** SUPPLIED ENTRIES follows **

use std::convert::Infallible;

use bytes::Bytes;
use http_body_util::{BodyExt, Full};
use hyper::service::service_fn;
use hyper::{Method, Request, Response, StatusCode};
use hyper_util::rt::TokioIo;
use hyper_util::server::conn::auto::Builder;
use serde::Deserialize;
use serde_json::Value;
use tokio::net::TcpListener;
use tokio::sync::mpsc;
use tokio::sync::mpsc::error::TrySendError;
use tokio_util::sync::CancellationToken;

/// One `(eventType, args)` pair from the auction engine.
#[derive(Debug, Clone, PartialEq, Deserialize)]
#[serde(rename_all = "camelCase")]
pub struct IngestedEvent {
    pub event_type: String,
    #[serde(default)]
    pub args: Value,
}

#[derive(Deserialize)]
#[serde(untagged)]
enum Envelope {
    Batch(Vec<IngestedEvent>),
    Single(IngestedEvent),
}

fn response(status: StatusCode) -> Response<Full<Bytes>> {
    Response::builder()
        .status(status)
        .body(Full::default())
        .unwrap()
}

/// Validate the incoming request: route, method, and body.
async fn validate<B>(req: Request<B>) -> Result<Vec<IngestedEvent>, (StatusCode, String)>
where
    B: hyper::body::Body<Data = Bytes> + Send + 'static,
{
    let path = req.uri().path().to_owned();
    let method = req.method().clone();

    if path != "/events" {
        return Err((StatusCode::NOT_FOUND, format!("unknown path: {path}")));
    }
    if method != Method::POST {
        return Err((StatusCode::METHOD_NOT_ALLOWED, format!("{method} {path}")));
    }

    let body = req.collect().await.map(|c| c.to_bytes()).map_err(|_| {
        (
            StatusCode::BAD_REQUEST,
            format!("POST {path}: failed to read body"),
        )
    })?;

    match serde_json::from_slice(&body) {
        Ok(Envelope::Batch(events)) => Ok(events),
        Ok(Envelope::Single(event)) => Ok(vec![event]),
        Err(e) => Err((StatusCode::BAD_REQUEST, format!("invalid event envelope: {e}"))),
    }
}

/// Accept a single event or an ordered batch. A batch is forwarded all or
/// nothing so the engine can safely resend it after a 503.
async fn handle<B>(
    req: Request<B>,
    tx: mpsc::Sender<IngestedEvent>,
) -> Result<Response<Full<Bytes>>, Infallible>
where
    B: hyper::body::Body<Data = Bytes> + Send + 'static,
{
    let events = match validate(req).await {
        Ok(events) => events,
        Err((status, reason)) => {
            tracing::warn!(reason, "ingest request rejected");
            return Ok(response(status));
        }
    };

    if events.is_empty() {
        return Ok(response(StatusCode::ACCEPTED));
    }

    match tx.try_reserve_many(events.len()) {
        Ok(permits) => {
            for (permit, event) in permits.zip(events) {
                permit.send(event);
            }
            Ok(response(StatusCode::ACCEPTED))
        }
        Err(TrySendError::Full(())) => Ok(Response::builder()
            .status(StatusCode::SERVICE_UNAVAILABLE)
            .header("Retry-After", "1")
            .body(Full::default())
            .unwrap()),
        // The event loop is gone (shutdown); retrying won't help.
        Err(TrySendError::Closed(())) => Ok(response(StatusCode::BAD_GATEWAY)),
    }
}

/// Ingest listener. The auction engine POSTs lifecycle events to `/events`.
pub async fn serve(
    listener: TcpListener,
    tx: mpsc::Sender<IngestedEvent>,
    cancel: CancellationToken,
) {
    loop {
        tokio::select! {
            result = listener.accept() => {
                let stream = match result {
                    Ok((stream, _)) => stream,
                    Err(e) => {
                        tracing::warn!(error = %e, "failed to accept connection");
                        continue;
                    }
                };
                let tx = tx.clone();
                tokio::spawn(async move {
                    let service = service_fn(move |req| {
                        let tx = tx.clone();
                        handle(req, tx)
                    });
                    let _ = Builder::new(hyper_util::rt::TokioExecutor::new())
                        .serve_connection(TokioIo::new(stream), service)
                        .await;
                });
            }
            _ = cancel.cancelled() => {
                break;
            }
        }
    }
}
use std::collections::HashMap;

use tokio::time::Instant;

/// Auctions that never report an end are evicted oldest-first past this.
const MAX_TRACKED_AUCTIONS: usize = 256;

/// Start times of in-flight auctions.
///
/// Keyed by auction id so overlapping auctions each measure their own
/// duration. The most recent start is kept separately and used for events
/// that carry no auction id, or one that was never initialised.
#[derive(Debug, Default)]
pub struct AuctionSessions {
    latest: Option<Instant>,
    started: HashMap<String, Instant>,
}

impl AuctionSessions {
    pub fn start(&mut self, auction_id: Option<&str>, at: Instant) {
        self.latest = Some(at);
        let Some(id) = auction_id else {
            return;
        };
        if self.started.len() >= MAX_TRACKED_AUCTIONS && !self.started.contains_key(id) {
            self.evict_oldest();
        }
        self.started.insert(id.to_owned(), at);
    }

    pub fn started_at(&self, auction_id: Option<&str>) -> Option<Instant> {
        auction_id
            .and_then(|id| self.started.get(id).copied())
            .or(self.latest)
    }

    /// Milliseconds between the auction's start and `now`.
    pub fn elapsed_ms(&self, auction_id: Option<&str>, now: Instant) -> Option<u64> {
        self.started_at(auction_id)
            .map(|start| now.saturating_duration_since(start).as_millis() as u64)
    }

    /// Forget a finished auction. The latest-start fallback is kept.
    pub fn end(&mut self, auction_id: Option<&str>) {
        if let Some(id) = auction_id {
            self.started.remove(id);
        }
    }

    #[cfg(test)]
    pub fn tracked(&self) -> usize {
        self.started.len()
    }

    fn evict_oldest(&mut self) {
        let oldest = self
            .started
            .iter()
            .min_by_key(|(_, at)| **at)
            .map(|(id, _)| id.clone());
        if let Some(id) = oldest {
            self.started.remove(&id);
        }
    }
}
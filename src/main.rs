use std::sync::Arc;

use hb_analytics_relay::adapter::AnalyticsAdapter;
use hb_analytics_relay::config::Config;
use hb_analytics_relay::event_loop::EventLoop;
use hb_analytics_relay::transport::HttpTransport;
use tokio_util::sync::CancellationToken;
use tracing::{error, info, warn};

/// Exceptional init failure: log and exit.
fn fatal(msg: &str, error: &dyn std::fmt::Display) -> ! {
    error!(%error, "{msg}");
    std::process::exit(1);
}

fn setup_logging() {
    use tracing_subscriber::filter::LevelFilter;
    use tracing_subscriber::prelude::*;

    let level = std::env::var("HB_ANALYTICS_LOG_LEVEL")
        .ok()
        .and_then(|val| {
            val.parse::<LevelFilter>().ok().or_else(|| {
                eprintln!("invalid HB_ANALYTICS_LOG_LEVEL: {val:?}, defaulting to WARN");
                None
            })
        })
        .unwrap_or(LevelFilter::WARN);

    tracing_subscriber::registry()
        .with(level)
        .with(tracing_microjson::JsonLayer::new(std::io::stderr).with_target(true))
        .init();
}

fn setup_rustls() {
    rustls::crypto::ring::default_provider()
        .install_default()
        .expect("failed to install rustls ring provider");
}

/// Cancel `cancel` on Ctrl-C or SIGTERM.
async fn shutdown_signal(cancel: CancellationToken) {
    let ctrl_c = async {
        if let Err(e) = tokio::signal::ctrl_c().await {
            warn!(error = %e, "failed to listen for ctrl-c");
            std::future::pending::<()>().await;
        }
    };

    #[cfg(unix)]
    let terminate = async {
        use tokio::signal::unix::{SignalKind, signal};
        match signal(SignalKind::terminate()) {
            Ok(mut sigterm) => {
                sigterm.recv().await;
            }
            Err(e) => {
                warn!(error = %e, "failed to listen for SIGTERM");
                std::future::pending::<()>().await;
            }
        }
    };
    #[cfg(not(unix))]
    let terminate = std::future::pending::<()>();

    tokio::select! {
        _ = ctrl_c => {}
        _ = terminate => {}
    }
    info!("shutdown requested");
    cancel.cancel();
}

// One cooperative loop: dispatch, idle flushes and sends never run in parallel.
#[tokio::main(flavor = "current_thread")]
async fn main() {
    setup_logging();
    setup_rustls();

    let config = Config::from_env().unwrap_or_else(|e| fatal("config error", &e));

    let transport = Arc::new(
        HttpTransport::new().unwrap_or_else(|e| fatal("failed to build HTTP transport", &e)),
    );

    let mut adapter = AnalyticsAdapter::new(Arc::clone(&transport));
    // Fails closed: the service keeps accepting events and drops them.
    if let Err(err) = adapter.enable(&config.options, config.queue_ttl) {
        error!(%err, "analytics adapter not enabled");
    }

    let cancel = CancellationToken::new();
    tokio::spawn(shutdown_signal(cancel.clone()));

    let mut event_loop = EventLoop::new(adapter, &config, cancel)
        .await
        .unwrap_or_else(|e| fatal("failed to start event loop", &e));

    let result = event_loop.run().await;

    if !transport.drain(config.shutdown_grace).await {
        warn!("abandoned in-flight deliveries at shutdown");
    }

    if let Err(e) = result {
        error!(%e, "runtime error");
        std::process::exit(1);
    }
}
use serde::Serialize;
use serde_json::Value;
use url::Url;

use crate::config::PageVersion;

/// Record kind, serialized as the `ev` field.
#[derive(Debug, Clone, Copy, PartialEq, Eq, Serialize)]
#[serde(rename_all = "lowercase")]
pub enum EventKind {
    Init,
    Request,
    Response,
    Timeout,
    End,
}

/// One observation sent to the collector.
///
/// The wire form is sparse: absent fields are omitted, never written as
/// `null`. The `with_*` builders treat falsy values (`""`, `0`, JSON
/// `null`/`false`) as absent, so a record only ever carries meaningful data.
#[derive(Debug, Clone, PartialEq, Serialize)]
pub struct TelemetryRecord {
    #[serde(rename = "ev")]
    pub event: EventKind,
    #[serde(rename = "n", skip_serializing_if = "Option::is_none")]
    pub bidder: Option<String>,
    #[serde(rename = "sid", skip_serializing_if = "Option::is_none")]
    pub slot_id: Option<String>,
    #[serde(rename = "aid", skip_serializing_if = "Option::is_none")]
    pub auction_id: Option<String>,
    #[serde(rename = "ttr", skip_serializing_if = "Option::is_none")]
    pub time_to_respond: Option<u64>,
    #[serde(rename = "args", skip_serializing_if = "Option::is_none")]
    pub extra: Option<Value>,
}

impl TelemetryRecord {
    pub fn new(event: EventKind) -> Self {
        Self {
            event,
            bidder: None,
            slot_id: None,
            auction_id: None,
            time_to_respond: None,
            extra: None,
        }
    }

    pub fn with_bidder(mut self, bidder: Option<&str>) -> Self {
        self.bidder = non_empty(bidder);
        self
    }

    pub fn with_slot_id(mut self, slot_id: Option<&str>) -> Self {
        self.slot_id = non_empty(slot_id);
        self
    }

    pub fn with_auction_id(mut self, auction_id: Option<&str>) -> Self {
        self.auction_id = non_empty(auction_id);
        self
    }

    pub fn with_time_to_respond(mut self, millis: Option<u64>) -> Self {
        self.time_to_respond = millis.filter(|ms| *ms > 0);
        self
    }

    pub fn with_extra(mut self, extra: Option<Value>) -> Self {
        self.extra = extra.filter(is_truthy);
        self
    }
}

fn non_empty(value: Option<&str>) -> Option<String> {
    value.filter(|s| !s.is_empty()).map(str::to_owned)
}

fn is_truthy(value: &Value) -> bool {
    match value {
        Value::Null => false,
        Value::Bool(b) => *b,
        Value::Number(n) => n.as_f64().is_some_and(|f| f != 0.0),
        Value::String(s) => !s.is_empty(),
        Value::Array(_) | Value::Object(_) => true,
    }
}

/// Body of one outbound request: the request template merged with the batch.
#[derive(Debug, Clone, Serialize)]
pub struct HbPayload {
    pub pv: PageVersion,
    pub hb_ev: Vec<TelemetryRecord>,
}

/// A single flush, addressed and ready for a transport.
#[derive(Debug, Clone)]
pub struct Delivery {
    pub url: Url,
    pub payload: HbPayload,
}

impl Delivery {
    pub fn new(url: Url, pv: PageVersion, records: Vec<TelemetryRecord>) -> Self {
        Self {
            url,
            payload: HbPayload { pv, hb_ev: records },
        }
    }

    pub fn records(&self) -> &[TelemetryRecord] {
        &self.payload.hb_ev
    }

    pub fn to_json(&self) -> Result<Vec<u8>, serde_json::Error> {
        serde_json::to_vec(&self.payload)
    }
}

** End of SUPPLIED ENTRIES **

* [TO DO]:
Every line that contains "PageVersion" should be copied out of the data.

* [ANSWER BOX]:
use crate::config::PageVersion;
    pub pv: PageVersion,
    pub fn new(url: Url, pv: PageVersion, records: Vec<TelemetryRecord>) -> Self {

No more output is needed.